Sin embargo, y muy contrariamente a lo que se podría pensar, no toda la contaminación está siempre asociada a la cercanía a donde se ha producido la fuga de radioactividad. «Las zonas más afectadas por altos niveles de radiación no fueron siempre las más cercanas al reactor, pues fue el viento el que definió la ruta de la contaminación hasta lugares como Litate que está algo lejos, a unos cuarenta kilómetros», asegura la activista, Karin Taira. Viéndose en un mapa que coincide perfectamente con lo que ha ido indicando el geiger a lo largo de la inspección, la herida radiactiva no se propagó circularmente alrededor de la central, sino en dirección noroeste hacia el interior del litoral. Al igual que sucedió en el accidente en la central nuclear de Chernóbil (el único precedente similar) fue el viento lo que hizo viajar a esas sustancias que de forma invisible nuestro planeta comienza a acumular.
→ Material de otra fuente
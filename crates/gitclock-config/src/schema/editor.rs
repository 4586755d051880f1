//! Layout editor and screen geometry configuration types.

use serde::{Deserialize, Serialize};

/// Bounds and pacing for both layout editors.
#[derive(Debug, Clone, PartialEq, Serialize, Deserialize)]
#[serde(default)]
pub struct EditorConfig {
    /// Smallest scale a pinch can reach (valid range: 0.1-1.0).
    pub min_scale: f64,
    /// Largest scale a pinch can reach (valid range: 1.0-10.0).
    pub max_scale: f64,
    /// Remote editor polling interval in milliseconds (valid range: 100-60000).
    pub poll_interval_ms: u64,
}

impl Default for EditorConfig {
    fn default() -> Self {
        Self {
            min_scale: 0.5,
            max_scale: 3.0,
            poll_interval_ms: 2000,
        }
    }
}

/// Screen size assumed until the rendering surface is first measured.
#[derive(Debug, Clone, PartialEq, Eq, Serialize, Deserialize)]
#[serde(default)]
pub struct ScreenConfig {
    pub width: u32,
    pub height: u32,
}

impl Default for ScreenConfig {
    fn default() -> Self {
        Self {
            width: 1920,
            height: 1080,
        }
    }
}
//! `gitclock serve`: the long-running device process.

use std::io::BufRead;
use std::net::SocketAddr;
use std::ops::ControlFlow;
use std::path::PathBuf;

use gitclock_bridge::{BridgeHandle, BridgeServer};
use gitclock_common::{Event, GitClockError};
use gitclock_config::schema::ServerConfig;
use gitclock_config::{FileWatcher, GitClockConfig, ReloadManager};
use gitclock_layout::{LayoutMap, ScreenGeometry};
use tokio::sync::{broadcast, mpsc, watch};
use tracing::{debug, error, info, warn};

use crate::device::{self, Device};

/// The bridge plus the address it was asked to bind.
struct RunningBridge {
    requested: SocketAddr,
    handle: BridgeHandle,
}

pub async fn run(
    device: Device,
    config_path: PathBuf,
    force_server: bool,
) -> Result<(), GitClockError> {
    let (config, mut config_rx) = ReloadManager::start(config_path).await;
    device.resize(config.screen.width, config.screen.height);

    tokio::spawn(render_loop(device.store.subscribe(), device.geometry.subscribe()));
    tokio::spawn(log_events(device.events.subscribe()));
    let (prefs_tx, mut prefs_rx) = broadcast::channel::<()>(16);
    if let Some(path) = device.prefs_path.clone() {
        spawn_prefs_watcher(path, prefs_tx);
    }

    let mut bridge = None;
    sync_bridge(&device, &server_config(&config, force_server), &mut bridge).await;

    // The native gesture editor shares the bridge's store.
    let mut editor = device.editor();
    let (line_tx, mut line_rx) = mpsc::channel::<String>(32);
    spawn_stdin_reader(line_tx);
    let mut editor_live = true;

    let shutdown = tokio::signal::ctrl_c();
    tokio::pin!(shutdown);

    let mut config_live = true;
    info!("gitclock running, press Ctrl-C to stop");
    loop {
        tokio::select! {
            result = &mut shutdown => {
                if let Err(e) = result {
                    error!("failed to listen for Ctrl-C: {e}");
                }
                break;
            }
            changed = config_rx.changed(), if config_live => {
                if changed.is_err() {
                    warn!("config reload stopped");
                    config_live = false;
                    continue;
                }
                let config = config_rx.borrow_and_update().clone();
                info!("config reloaded");
                device.events.publish(Event::ConfigReloaded);
                device.resize(config.screen.width, config.screen.height);
                sync_bridge(&device, &server_config(&config, force_server), &mut bridge).await;
            }
            line = line_rx.recv(), if editor_live => {
                let flow = match line {
                    Some(line) => tokio::task::block_in_place(|| editor.handle_line(&line)),
                    None => ControlFlow::Break(()),
                };
                match flow {
                    ControlFlow::Continue(text) => print!("{text}"),
                    ControlFlow::Break(()) => {
                        if let Some(text) = tokio::task::block_in_place(|| editor.finish()) {
                            print!("{text}");
                        }
                        info!("gesture editor input closed");
                        editor_live = false;
                    }
                }
            }
            Ok(()) = prefs_rx.recv() => {
                let store = device.store.clone();
                match tokio::task::spawn_blocking(move || store.reload_if_changed()).await {
                    Ok(true) => info!("layout reloaded after external change"),
                    Ok(false) => {}
                    Err(e) => warn!("layout reload task failed: {e}"),
                }
            }
        }
    }

    info!("shutting down");
    if let Some(text) = editor.finish() {
        print!("{text}");
    }
    if let Some(running) = bridge.take() {
        running.handle.stop().await;
    }
    device.events.publish(Event::Shutdown);
    Ok(())
}

fn server_config(config: &GitClockConfig, force: bool) -> ServerConfig {
    let mut server = config.server.clone();
    server.enabled |= force;
    server
}

/// Start, stop, or rebind the bridge so it matches `server`.
async fn sync_bridge(device: &Device, server: &ServerConfig, bridge: &mut Option<RunningBridge>) {
    let wanted = if server.enabled {
        match server.socket_addr() {
            Some(addr) => Some(addr),
            None => {
                warn!("invalid server bind address {:?}", server.bind);
                None
            }
        }
    } else {
        None
    };

    let current = bridge.as_ref().map(|running| running.requested);
    if current == wanted {
        return;
    }

    if let Some(running) = bridge.take() {
        info!("stopping remote editor endpoint");
        running.handle.stop().await;
    }

    if let Some(addr) = wanted {
        match BridgeServer::start(addr, device.bridge_state()).await {
            Ok(handle) => {
                info!("remote editor available at {}", handle.url());
                *bridge = Some(RunningBridge {
                    requested: addr,
                    handle,
                });
            }
            Err(e) => error!("failed to start remote editor endpoint: {e}"),
        }
    }
}

/// Forward stdin lines to the editor. A plain thread, so a blocked read
/// never holds up runtime shutdown.
fn spawn_stdin_reader(tx: mpsc::Sender<String>) {
    std::thread::spawn(move || {
        for line in std::io::stdin().lock().lines() {
            match line {
                Ok(line) => {
                    if tx.blocking_send(line).is_err() {
                        break;
                    }
                }
                Err(e) => {
                    warn!("failed to read editor input: {e}");
                    break;
                }
            }
        }
    });
}

fn spawn_prefs_watcher(path: PathBuf, tx: broadcast::Sender<()>) {
    tokio::spawn(async move {
        let watcher = match FileWatcher::new(path) {
            Ok(watcher) => watcher,
            Err(e) => {
                error!("failed to create preference watcher: {e}");
                return;
            }
        };
        if let Err(e) = watcher.watch(tx).await {
            error!("preference watcher error: {e}");
        }
    });
}

async fn log_events(mut rx: broadcast::Receiver<Event>) {
    loop {
        match rx.recv().await {
            Ok(event) => debug!(?event, "event"),
            Err(broadcast::error::RecvError::Lagged(n)) => warn!("event log lagged by {n} events"),
            Err(broadcast::error::RecvError::Closed) => break,
        }
    }
}

/// Re-run the render pass whenever the committed layout or the screen changes.
async fn render_loop(
    mut layout_rx: watch::Receiver<LayoutMap>,
    mut geometry_rx: watch::Receiver<ScreenGeometry>,
) {
    loop {
        let layout = layout_rx.borrow_and_update().clone();
        let screen = *geometry_rx.borrow_and_update();
        for (id, p) in device::render(&layout, screen) {
            debug!(
                widget = %id,
                left = p.left,
                top = p.top,
                scale = p.scale,
                "placed"
            );
        }

        tokio::select! {
            changed = layout_rx.changed() => {
                if changed.is_err() {
                    break;
                }
            }
            changed = geometry_rx.changed() => {
                if changed.is_err() {
                    break;
                }
            }
        }
    }
}
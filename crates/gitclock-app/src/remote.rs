//! `gitclock remote`: the Rust remote editor against a running device.

use std::time::Duration;

use gitclock_bridge::RemoteEditor;
use gitclock_common::GitClockError;
use gitclock_layout::WidgetId;
use tokio::task::JoinHandle;
use tokio_util::sync::CancellationToken;
use tracing::{info, warn};

use crate::cli::RemoteAction;
use crate::device::{format_placements, render};

pub async fn run(url: String, action: RemoteAction, poll_interval: Duration) -> Result<(), GitClockError> {
    let editor = RemoteEditor::new(url)?;
    match action {
        RemoteAction::Watch { interval_ms } => {
            let interval = interval_ms.map(Duration::from_millis).unwrap_or(poll_interval);
            watch(&editor, interval).await
        }
        RemoteAction::Nudge { widget, dx, dy } => {
            let id = parse_widget(&widget)?;
            editor.poll_once().await?;
            editor.begin_drag(id);
            editor.drag_by(dx, dy);
            if let Some(layout) = editor.end_drag().await? {
                println!("{id}: x={:.1} y={:.1}", layout.x, layout.y);
            }
            Ok(())
        }
        RemoteAction::Scale { widget, scale } => {
            let id = parse_widget(&widget)?;
            editor.poll_once().await?;
            let layout = editor.set_scale(id, scale).await?;
            println!("{id}: scale={:.2}", layout.scale);
            Ok(())
        }
        RemoteAction::Reset => {
            editor.reset().await?;
            println!("layout reset");
            Ok(())
        }
    }
}

async fn watch(editor: &RemoteEditor, interval: Duration) -> Result<(), GitClockError> {
    editor.poll_once().await?;
    let mut last = editor.view();
    print!("{}", format_placements(&render(&last.layout, last.geometry)));

    let cancel = CancellationToken::new();
    let task = editor.spawn_polling(interval, cancel.clone());
    info!("watching {} every {}ms", editor.base_url(), interval.as_millis());

    let mut ticker = tokio::time::interval(interval);
    loop {
        tokio::select! {
            _ = tokio::signal::ctrl_c() => break,
            _ = ticker.tick() => {
                let view = editor.view();
                if view != last {
                    print!("{}", format_placements(&render(&view.layout, view.geometry)));
                    last = view;
                }
            }
        }
    }

    stop_polling(cancel, task).await;
    Ok(())
}

/// Cancel the polling task and wait for it. Returns `false` if it panicked
/// or was aborted.
async fn stop_polling(cancel: CancellationToken, task: JoinHandle<()>) -> bool {
    cancel.cancel();
    match task.await {
        Ok(()) => true,
        Err(e) => {
            warn!("remote polling task ended abnormally: {e}");
            false
        }
    }
}

fn parse_widget(name: &str) -> Result<WidgetId, GitClockError> {
    name.parse()
        .map_err(|e: gitclock_layout::UnknownWidget| GitClockError::Other(e.to_string()))
}
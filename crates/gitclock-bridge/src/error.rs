use gitclock_common::GitClockError;

#[derive(Debug, thiserror::Error)]
pub enum BridgeError {
    #[error("failed to bind {addr}: {source}")]
    Bind {
        addr: std::net::SocketAddr,
        source: std::io::Error,
    },

    #[error("network error: {0}")]
    Network(String),

    #[error("server error: {0}")]
    Api(String),

    #[error("unexpected response: {0}")]
    Parse(String),

    #[error("layout rejected: {0}")]
    Rejected(String),
}

impl From<reqwest::Error> for BridgeError {
    fn from(err: reqwest::Error) -> Self {
        BridgeError::Network(err.to_string())
    }
}

impl From<BridgeError> for GitClockError {
    fn from(err: BridgeError) -> Self {
        GitClockError::Bridge(err.to_string())
    }
}
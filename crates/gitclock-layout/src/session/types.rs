use serde::{Deserialize, Serialize};

use crate::model::Layout;
use crate::widget::WidgetId;

/// Allowed range for a widget's scale while pinching.
#[derive(Debug, Clone, Copy, PartialEq, Serialize, Deserialize)]
pub struct ScaleLimits {
    pub min: f64,
    pub max: f64,
}

impl ScaleLimits {
    pub fn new(min: f64, max: f64) -> Self {
        if min <= max {
            Self { min, max }
        } else {
            Self { min: max, max: min }
        }
    }

    pub fn clamp(&self, scale: f64) -> f64 {
        scale.clamp(self.min, self.max)
    }
}

impl Default for ScaleLimits {
    fn default() -> Self {
        Self { min: 0.5, max: 3.0 }
    }
}

/// One continuous pan/pinch stream on a single widget.
///
/// Deltas accumulate against `start`, the layout captured when the
/// gesture began, so a remote commit landing mid-gesture does not shift
/// the widget under the user's finger.
#[derive(Debug, Clone, Copy, PartialEq)]
pub struct ActiveGesture {
    pub id: WidgetId,
    pub start: Layout,
    pub pan_x: f64,
    pub pan_y: f64,
    pub zoom: f64,
}

impl ActiveGesture {
    pub fn new(id: WidgetId, start: Layout) -> Self {
        Self {
            id,
            start,
            pan_x: 0.0,
            pan_y: 0.0,
            zoom: 1.0,
        }
    }

    /// Start layout with the accumulated deltas applied.
    pub fn current(&self, limits: ScaleLimits) -> Layout {
        Layout {
            x: self.start.x + self.pan_x,
            y: self.start.y + self.pan_y,
            scale: limits.clamp(self.start.scale * self.zoom),
            rotation: self.start.rotation,
        }
    }
}

#[derive(Debug, Clone, Copy, PartialEq, Default)]
pub enum SessionState {
    #[default]
    Idle,
    Editing { gesture: Option<ActiveGesture> },
}

impl SessionState {
    pub fn is_editing(&self) -> bool {
        matches!(self, SessionState::Editing { .. })
    }
}
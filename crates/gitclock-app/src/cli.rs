use std::path::PathBuf;

use clap::{Parser, Subcommand};

/// GitClock: dashboard layout service with an on-device and a browser editor.
#[derive(Parser, Debug)]
#[command(name = "gitclock", version, about)]
pub struct Args {
    /// Config file path override.
    #[arg(long, global = true)]
    pub config: Option<PathBuf>,

    /// Log filter override (e.g. "gitclock=debug").
    #[arg(long, global = true)]
    pub log_level: Option<String>,

    /// Preference file path override.
    #[arg(long, global = true)]
    pub prefs: Option<PathBuf>,

    #[command(subcommand)]
    pub command: Command,
}

#[derive(Subcommand, Debug)]
pub enum Command {
    /// Run the device: layout store, geometry, and the remote editor endpoint.
    Serve {
        /// Serve the browser editor even if disabled in config.
        #[arg(long)]
        enable_server: bool,
    },
    /// Print where every widget lands on a screen.
    Positions {
        #[arg(long)]
        width: Option<u32>,
        #[arg(long)]
        height: Option<u32>,
    },
    /// Clear every stored layout so all widgets use their defaults.
    Reset,
    /// Edit layouts with gesture commands read from stdin.
    Edit,
    /// Drive a running device's browser editor endpoint.
    Remote {
        /// Base URL of the device, e.g. http://192.168.1.20:8080
        #[arg(long, default_value = "http://127.0.0.1:8080")]
        url: String,

        #[command(subcommand)]
        action: RemoteAction,
    },
}

#[derive(Subcommand, Debug)]
pub enum RemoteAction {
    /// Poll the device and print every layout change.
    Watch {
        /// Poll interval in milliseconds. Defaults to `editor.poll_interval_ms`.
        #[arg(long)]
        interval_ms: Option<u64>,
    },
    /// Drag one widget by an offset and submit it.
    Nudge {
        widget: String,
        #[arg(allow_hyphen_values = true)]
        dx: f64,
        #[arg(allow_hyphen_values = true)]
        dy: f64,
    },
    /// Set one widget's scale and submit it.
    Scale { widget: String, scale: f64 },
    /// Reset the device layout to defaults.
    Reset,
}

pub fn parse() -> Args {
    Args::parse()
}
//! On-device gesture editing.
//!
//! A [`GestureSession`] batches every drag and pinch into in-memory
//! `upsert`s on the shared [`LayoutStore`](crate::LayoutStore) and only
//! touches durable storage on [`GestureSession::save`].

mod editor;
mod types;

#[cfg(test)]
mod tests;

pub use editor::GestureSession;
pub use types::{ActiveGesture, ScaleLimits, SessionState};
En el año 2016 las autoridades japonesas dijeron que el coste de la limpieza ascendería a 180 billones de dólares, y en la actualidad, los cálculos más optimistas estiman que esa inmensa labor de saneamiento tardará 40 años en completarse. Así las cosas, basta acercarse a una de esas zonas a las que los residentes locales califican, «de descarga» para ver que el problema está aún lejos de solucionarse. Diseminadas a lo largo y ancho de toda la región, existen explanadas repletas de grandes sacos negros en los que millones de toneladas de tierra contaminada se descargan y amontonan a la espera de un destino. En total suman 22.000.000 de metros cúbicos, y existen planes para reutilizarla como base en la construcción de nuevas carreteras, idea que ha desatado la alarma en varias organizaciones ecologistas. Sin embargo, en lo que respecta a residuos tóxicos, el mayor de los problemas al que la sociedad japonesa se enfrenta, no es tanto el de cómo deshacerse de los sólidos, sino qué hacer con el millón de toneladas de agua, que a razón de 160 toneladas por día, van siendo necesarios para refrigerar los reactores dañados. ¿Cuándo se detendrá? Nadie lo sabe.